Paul Krugman warns: We’re in a worse position than before the financial crisis
At UChicago event, Nobel laureate discusses plain language, partisanship and policy
In his columns for TheNew York Times, Nobel-winning economist Paul Krugman doesn’t pull any punches. He has called his intellectual opponents hypocrites, cynics and liars—and that’s just in the past month.
That pointed wording is intentional: To have an impact on policy debates, Krugman argues, he needs to craft a memorable message and state it without fear.
“‘Words ought to be a little wild, for they are the assault of thoughts on the unthinking,’” he said, quoting one of his favorite economists, John Maynard Keynes.
Krugman presented his views on partisanship, fears of a global recession, the threat of the coronavirus, U.S. trade and health care policy in a wide-ranging conversation hosted Feb. 26 by the University of Chicago’s Institute of Politics. Speaking with Prof. Austan Goolsbee of Chicago Booth, Krugman also discussed his new book, Arguing with Zombies: Economics, Politics, and the Fight for a Better Future, which draws on his columns for the Times and their exploration of issues such as health care, housing bubbles, tax reform and Social Security.
In the book, Krugman lists his four rules for engaged public intellectuals: They should focus on subjects where experts have reached some consensus; they should communicate plainly; they should highlight dishonesty; and they should point out politicians’ motives.
Two of these four rules, Goolsbee noted, are confrontational.
“Most of the important policy debates that are taking place are debates in which one side is not arguing in good faith,” Krugman countered. He asserted that political conservatives are routinely making claims that are not based on evidence. “To be fair to my readers, I have to not pretend otherwise.”
Krugman received the Nobel Prize in 2008 for his analysis of the effects of free trade and globalization. Goolsbee, the Robert P. Gwinn Professor of Economics, said Krugman’s columns on the 2008–09 financial crisis in Arguing with Zombies still feel relevant. He asked whether Krugman fears a future financial shock.
“We’re basically in a worse position than we were before,” Krugman responded. A few weeks earlier, he said, he didn’t see any risk factor so large as the housing bubble, which brought down large parts of the financial system in 2008.
Now, though, Krugman sees the novel coronavirus as potentially causing a global recession, as supply chains break down over fears of workers transmitting infection. With worldwide interest rates already very low, policymakers have little room to boost economic activity.
“Whatever the shock is—and there will be one—the problem is that we don’t have any shock absorbers anymore,” Krugman said.
On trade, Krugman said that President Donald J. Trump has been able to do more damage with his tariffs than he expected, because businesses have reacted to increased uncertainty by pulling back on investment.
Still, Krugman said that because U.S. trade policy was in reasonably good shape before Trump’s inauguration, he doesn’t worry about it as much as he does about health care policy—an area where the economics are, in his words, “totally distorted.”
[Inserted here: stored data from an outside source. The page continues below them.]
use clap::{Args, Parser, Subcommand};
use rigidock::engine::config::AtomMode;
use std::net::SocketAddr;
use std::path::PathBuf;

const HELP_TEMPLATE: &str = "\
{before-help}{name} {version}
{about-with-newline}
{usage-heading} {usage}

{all-args}{after-help}
";

#[derive(Parser, Debug)]
#[command(
    version,
    about = "Rigidock CLI - deterministic rigid-body docking of two molecular structures, locally or as an HTTP job service.",
    help_template = HELP_TEMPLATE,
)]
#[command(propagate_version = true)]
pub struct Cli {
    #[command(subcommand)]
    pub command: Commands,

    /// Increase verbosity level (-v for INFO, -vv for DEBUG, -vvv for TRACE)
    #[arg(short, long, action = clap::ArgAction::Count, global = true)]
    pub verbose: u8,

    /// Suppress all log output except for errors
    #[arg(short, long, global = true, conflicts_with = "verbose")]
    pub quiet: bool,

    /// Write logs to a specified file in addition to the console output
    #[arg(long, global = true, value_name = "PATH")]
    pub log_file: Option<PathBuf>,

    /// Set the number of threads used for pose scoring.
    /// Defaults to the number of available logical cores.
    #[arg(short = 'j', long, global = true, value_name = "NUM")]
    pub threads: Option<usize>,
}

#[derive(Subcommand, Debug)]
pub enum Commands {
    /// Dock a ligand against a receptor and report the top-scoring diverse poses.
    Dock(DockArgs),
    /// Run the HTTP job service.
    Serve(ServeArgs),
}

/// Arguments for the `dock` subcommand.
#[derive(Args, Debug, Default)]
pub struct DockArgs {
    // --- Inputs ---
    /// Receptor structure (PDB). The built-in demo receptor is used if omitted.
    #[arg(short = 'a', long, value_name = "PATH")]
    pub receptor: Option<PathBuf>,

    /// Ligand structure (PDB). The built-in demo ligand is used if omitted.
    #[arg(short = 'b', long, value_name = "PATH")]
    pub ligand: Option<PathBuf>,

    /// Configuration file in TOML format.
    #[arg(short, long, value_name = "PATH")]
    pub config: Option<PathBuf>,

    // --- Parameter Overrides ---
    /// Override the number of sampled poses.
    #[arg(long, value_name = "INT")]
    pub samples: Option<usize>,

    /// Override the generator seed.
    #[arg(long, value_name = "INT")]
    pub seed: Option<u32>,

    /// Override the number of poses returned.
    #[arg(short = 'n', long, value_name = "INT")]
    pub top_n: Option<usize>,

    /// Override the atom subset used for scoring (heavy, backbone, alpha-carbon).
    #[arg(long, value_name = "MODE")]
    pub atom_mode: Option<AtomMode>,

    /// Override the half-width of the translation cube, in Angstroms.
    #[arg(long, value_name = "FLOAT")]
    pub max_trans: Option<f64>,

    /// Set a specific configuration value, overriding the config file.
    /// Can be used multiple times. Example: -S scoring.w-clash=4.0
    #[arg(short = 'S', long = "set", value_name = "KEY=VALUE", num_args(0..))]
    pub set_values: Vec<String>,

    // --- Outputs ---
    /// Write the full result as JSON.
    #[arg(short, long, value_name = "PATH")]
    pub output: Option<PathBuf>,

    /// Write a CSV summary with one row per returned pose.
    #[arg(long, value_name = "PATH")]
    pub scores: Option<PathBuf>,

    /// Write one PDB per returned pose as PREFIX-<rank>.pdb.
    #[arg(long, value_name = "PREFIX")]
    pub pdb_prefix: Option<PathBuf>,
}

/// Arguments for the `serve` subcommand.
#[derive(Args, Debug)]
pub struct ServeArgs {
    /// Address to listen on. Defaults to 0.0.0.0 on $PORT, or port 8787.
    #[arg(long, value_name = "ADDR")]
    pub bind: Option<SocketAddr>,

    /// Directory of static files served at `/`.
    #[arg(long, value_name = "DIR", default_value = "web")]
    pub web_dir: PathBuf,
}

#[cfg(test)]
mod tests {
    use super::*;

    #[test]
    fn cli_definition_is_consistent() {
        use clap::CommandFactory;
        Cli::command().debug_assert();
    }

    #[test]
    fn dock_overrides_are_parsed() {
        let cli = Cli::parse_from([
            "rigidock",
            "-vv",
            "dock",
            "--receptor",
            "a.pdb",
            "--samples",
            "500",
            "-n",
            "3",
            "--atom-mode",
            "alpha-carbon",
            "-S",
            "scoring.soft=0.25",
            "-S",
            "output.dup-angle=20",
        ]);

        assert_eq!(cli.verbose, 2);
        let Commands::Dock(args) = cli.command else {
            panic!("expected dock subcommand");
        };
        assert_eq!(args.receptor, Some(PathBuf::from("a.pdb")));
        assert_eq!(args.ligand, None);
        assert_eq!(args.samples, Some(500));
        assert_eq!(args.top_n, Some(3));
        assert_eq!(args.atom_mode, Some(AtomMode::AlphaCarbon));
        assert_eq!(args.set_values.len(), 2);
    }

    #[test]
    fn unknown_atom_mode_is_rejected() {
        let result = Cli::try_parse_from(["rigidock", "dock", "--atom-mode", "sidechain"]);
        assert!(result.is_err());
    }

    #[test]
    fn serve_defaults_to_web_directory() {
        let cli = Cli::parse_from(["rigidock", "serve"]);
        let Commands::Serve(args) = cli.command else {
            panic!("expected serve subcommand");
        };
        assert_eq!(args.bind, None);
        assert_eq!(args.web_dir, PathBuf::from("web"));
    }
}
In health care, Krugman said Democrats should finish what the Affordable Care Act started, but he doesn’t have a specific prescription for how to get there. “You want to make sure that we get close to universal coverage, but it doesn’t have to be purist,” he said.
He noted that every advanced country besides the U.S. has universal health care—whether socialized medicine such as Britain’s National Health Service, single-payer health care such as Canada’s system, or a decentralized private system with regulations and subsidies, as in the Netherlands and Switzerland.
In his column, Krugman regularly targets politicians from both sides of the aisle—something that Institute of Politics Director David Axelrod respected. “Even on days when he skewered the administration I was a part of, I appreciated the depth of his argumentation,” said Axelrod, a former senior adviser to President Barack Obama.
For Krugman, that was high praise. After all, his deep investment in his own positions doesn’t matter much if readers forget his arguments.
“Every column has to start with a hook to pull people in,” he said. “Every column has to end with a stinger, so that people remember what you told them.”